■ **Problem statement**
Find "# Thread Safety" and "pub fn with_api_base(mut" in the records below. Copy the lines holding them and every line between, exactly, and no others.

---- Data extracts

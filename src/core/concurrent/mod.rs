//! Thread-safe implementations of core components
//!
//! This module provides concurrent implementations of the storage traits
//! using DashMap, plus the processor that runs purchases in parallel.
//!
//! - **ShardedTicketPool**: ticket units per concert behind a per-entry write guard
//! - **ConcurrentOrderStore**: orders with an atomic confirmation-number check
//! - **PurchaseBatchProcessor**: runs a batch of purchases as blocking tasks
//!
//! # Thread Safety
//!
//! - Purchases against different concerts proceed in parallel
//! - Purchases against the same concert serialize only while reserving,
//!   claiming or releasing; payment happens outside any lock

pub mod batch_processor;
pub mod order_store;
pub mod ticket_pool;

pub use batch_processor::PurchaseBatchProcessor;
pub use order_store::ConcurrentOrderStore;
pub use ticket_pool::ShardedTicketPool;
//! Stripe charges adapter
//!
//! Creates a charge through `POST /v1/charges` with a form-encoded body and
//! HTTP basic auth (secret key as the username). Response handling lives in
//! [`parse_charge_response`] so it can be exercised without the network.

use super::{Charge, PaymentGateway};
use crate::types::{Cents, TicketingError};
use reqwest::blocking::Client;
use serde::Deserialize;
use std::time::Duration;
use tracing::debug;

/// Production API base URL
pub const DEFAULT_API_BASE: &str = "https://api.stripe.com";

const REQUEST_TIMEOUT: Duration = Duration::from_secs(30);

#[derive(Debug, Deserialize)]
struct StripeCharge {
    amount: Cents,
    source: Option<StripeCard>,
}

#[derive(Debug, Deserialize)]
struct StripeCard {
    last4: String,
}

#[derive(Debug, Deserialize)]
struct StripeErrorBody {
    error: StripeError,
}

#[derive(Debug, Deserialize)]
struct StripeError {
    message: Option<String>,
}

/// Payment gateway backed by Stripe
#[derive(Debug, Clone)]
pub struct StripePaymentGateway {
    client: Client,
    secret_key: String,
    api_base: String,
}

impl StripePaymentGateway {
    /// Create a gateway pointed at [`DEFAULT_API_BASE`]
    ///
    /// # Errors
    ///
    /// Returns `IoError` if the HTTP client cannot be initialized.
    pub fn new(secret_key: String) -> Result<Self, TicketingError> {
        let client = Client::builder()
            .timeout(REQUEST_TIMEOUT)
            .build()
            .map_err(|e| TicketingError::IoError {
                message: e.to_string(),
            })?;

        Ok(StripePaymentGateway {
            client,
            secret_key,
            api_base: DEFAULT_API_BASE.to_string(),
        })
    }

    pub fn with_api_base(mut self, api_base: String) -> Self {
        self.api_base = api_base.trim_end_matches('/').to_string();
        self
    }

    fn charges_url(&self) -> String {
        format!("{}/v1/charges", self.api_base)
    }
}

impl PaymentGateway for StripePaymentGateway {
    fn charge(&self, amount: Cents, token: &str) -> Result<Charge, TicketingError> {
        debug!(amount, url = %self.charges_url(), "Creating Stripe charge");

        let response = self
            .client
            .post(self.charges_url())
            .basic_auth(&self.secret_key, None::<&str>)
            .form(&[
                ("amount", amount.to_string()),
                ("currency", "usd".to_string()),
                ("source", token.to_string()),
            ])
            .send()
            .map_err(|e| TicketingError::payment_failed(format!("Stripe request failed: {}", e)))?;

        let status = response.status().as_u16();
        let body = response.text().map_err(|e| {
            TicketingError::payment_failed(format!("Unreadable Stripe response: {}", e))
        })?;

        parse_charge_response(status, &body)
    }
}

/// Turn a raw charges-API response into a [`Charge`]
///
/// # Errors
///
/// Any non-2xx status, or a 2xx body that is not a charge, becomes
/// `PaymentFailed`. Stripe's own error message is used as the reason when present.
pub fn parse_charge_response(status: u16, body: &str) -> Result<Charge, TicketingError> {
    if !(200..300).contains(&status) {
        let reason = serde_json::from_str::<StripeErrorBody>(body)
            .ok()
            .and_then(|body| body.error.message)
            .unwrap_or_else(|| format!("Stripe returned status {}", status));
        return Err(TicketingError::payment_failed(reason));
    }

    let charge: StripeCharge = serde_json::from_str(body).map_err(|e| {
        TicketingError::payment_failed(format!("Malformed Stripe response: {}", e))
    })?;

    Ok(Charge {
        amount: charge.amount,
        card_last_four: charge.source.map(|card| card.last4).unwrap_or_default(),
    })
}
//! Ticket unit types
//!
//! Inventory is modelled as one row per physical ticket rather than a counter,
//! so every unit carries its own reservation timestamp, order link and code.

use super::concert::ConcertId;
use super::error::TicketingError;
use super::order::OrderId;
use chrono::{DateTime, Utc};
use serde::{Deserialize, Serialize};
use std::fmt;

/// Ticket unit identifier, unique within a pool
pub type TicketId = u64;

/// The three mutually exclusive states of a ticket unit
#[derive(Debug, Clone, Copy, PartialEq, Eq, Serialize, Deserialize)]
#[serde(rename_all = "lowercase")]
pub enum TicketState {
    /// Not reserved and not sold
    Available,
    /// Held by an in-flight reservation
    Reserved,
    /// Claimed by an order (terminal)
    Sold,
}

impl fmt::Display for TicketState {
    fn fmt(&self, f: &mut fmt::Formatter<'_>) -> fmt::Result {
        let name = match self {
            TicketState::Available => "available",
            TicketState::Reserved => "reserved",
            TicketState::Sold => "sold",
        };
        f.write_str(name)
    }
}

/// A single ticket belonging to exactly one concert
#[derive(Debug, Clone, PartialEq, Serialize, Deserialize)]
pub struct TicketUnit {
    pub id: TicketId,
    pub concert_id: ConcertId,
    /// Set once the ticket is sold
    pub order_id: Option<OrderId>,
    /// Set while an in-flight reservation holds the ticket
    pub reserved_at: Option<DateTime<Utc>>,
    /// Assigned when claimed by an order
    pub code: Option<String>,
}

impl TicketUnit {
    /// Create a new available ticket
    pub fn new(id: TicketId, concert_id: ConcertId) -> Self {
        TicketUnit {
            id,
            concert_id,
            order_id: None,
            reserved_at: None,
            code: None,
        }
    }

    /// Derive the state from the nullable columns
    pub fn state(&self) -> TicketState {
        match (self.order_id, self.reserved_at) {
            (Some(_), _) => TicketState::Sold,
            (None, Some(_)) => TicketState::Reserved,
            (None, None) => TicketState::Available,
        }
    }

    pub fn is_available(&self) -> bool {
        self.state() == TicketState::Available
    }

    pub fn is_reserved(&self) -> bool {
        self.state() == TicketState::Reserved
    }

    pub fn is_sold(&self) -> bool {
        self.state() == TicketState::Sold
    }

    /// AVAILABLE -> RESERVED
    ///
    /// # Errors
    ///
    /// Returns `InvalidTicketTransition` unless the ticket is available.
    pub fn reserve(&mut self, now: DateTime<Utc>) -> Result<(), TicketingError> {
        if !self.is_available() {
            return Err(TicketingError::invalid_transition(
                self.id,
                self.state(),
                "reserve",
            ));
        }
        self.reserved_at = Some(now);
        Ok(())
    }

    /// RESERVED -> AVAILABLE
    ///
    /// # Errors
    ///
    /// Returns `InvalidTicketTransition` unless the ticket is reserved. Sold
    /// tickets are never released.
    pub fn release(&mut self) -> Result<(), TicketingError> {
        if !self.is_reserved() {
            return Err(TicketingError::invalid_transition(
                self.id,
                self.state(),
                "release",
            ));
        }
        self.reserved_at = None;
        Ok(())
    }

    /// RESERVED -> SOLD
    ///
    /// # Errors
    ///
    /// Returns `InvalidTicketTransition` unless the ticket is reserved.
    pub fn claim_for(&mut self, order_id: OrderId, code: String) -> Result<(), TicketingError> {
        if !self.is_reserved() {
            return Err(TicketingError::invalid_transition(
                self.id,
                self.state(),
                "claim",
            ));
        }
        self.order_id = Some(order_id);
        self.reserved_at = None;
        self.code = Some(code);
        Ok(())
    }
}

--------

■ **Task output**
//! # Thread Safety
//!
//! - Purchases against different concerts proceed in parallel
//! - Purchases against the same concert serialize only while reserving,
//!   claiming or releasing; payment happens outside any lock

pub mod batch_processor;
pub mod order_store;
pub mod ticket_pool;

pub use batch_processor::PurchaseBatchProcessor;
pub use order_store::ConcurrentOrderStore;
pub use ticket_pool::ShardedTicketPool;
//! Stripe charges adapter
//!
//! Creates a charge through `POST /v1/charges` with a form-encoded body and
//! HTTP basic auth (secret key as the username). Response handling lives in
//! [`parse_charge_response`] so it can be exercised without the network.

use super::{Charge, PaymentGateway};
use crate::types::{Cents, TicketingError};
use reqwest::blocking::Client;
use serde::Deserialize;
use std::time::Duration;
use tracing::debug;

/// Production API base URL
pub const DEFAULT_API_BASE: &str = "https://api.stripe.com";

const REQUEST_TIMEOUT: Duration = Duration::from_secs(30);

#[derive(Debug, Deserialize)]
struct StripeCharge {
    amount: Cents,
    source: Option<StripeCard>,
}

#[derive(Debug, Deserialize)]
struct StripeCard {
    last4: String,
}

#[derive(Debug, Deserialize)]
struct StripeErrorBody {
    error: StripeError,
}

#[derive(Debug, Deserialize)]
struct StripeError {
    message: Option<String>,
}

/// Payment gateway backed by Stripe
#[derive(Debug, Clone)]
pub struct StripePaymentGateway {
    client: Client,
    secret_key: String,
    api_base: String,
}

impl StripePaymentGateway {
    /// Create a gateway pointed at [`DEFAULT_API_BASE`]
    ///
    /// # Errors
    ///
    /// Returns `IoError` if the HTTP client cannot be initialized.
    pub fn new(secret_key: String) -> Result<Self, TicketingError> {
        let client = Client::builder()
            .timeout(REQUEST_TIMEOUT)
            .build()
            .map_err(|e| TicketingError::IoError {
                message: e.to_string(),
            })?;

        Ok(StripePaymentGateway {
            client,
            secret_key,
            api_base: DEFAULT_API_BASE.to_string(),
        })
    }

    pub fn with_api_base(mut self, api_base: String) -> Self {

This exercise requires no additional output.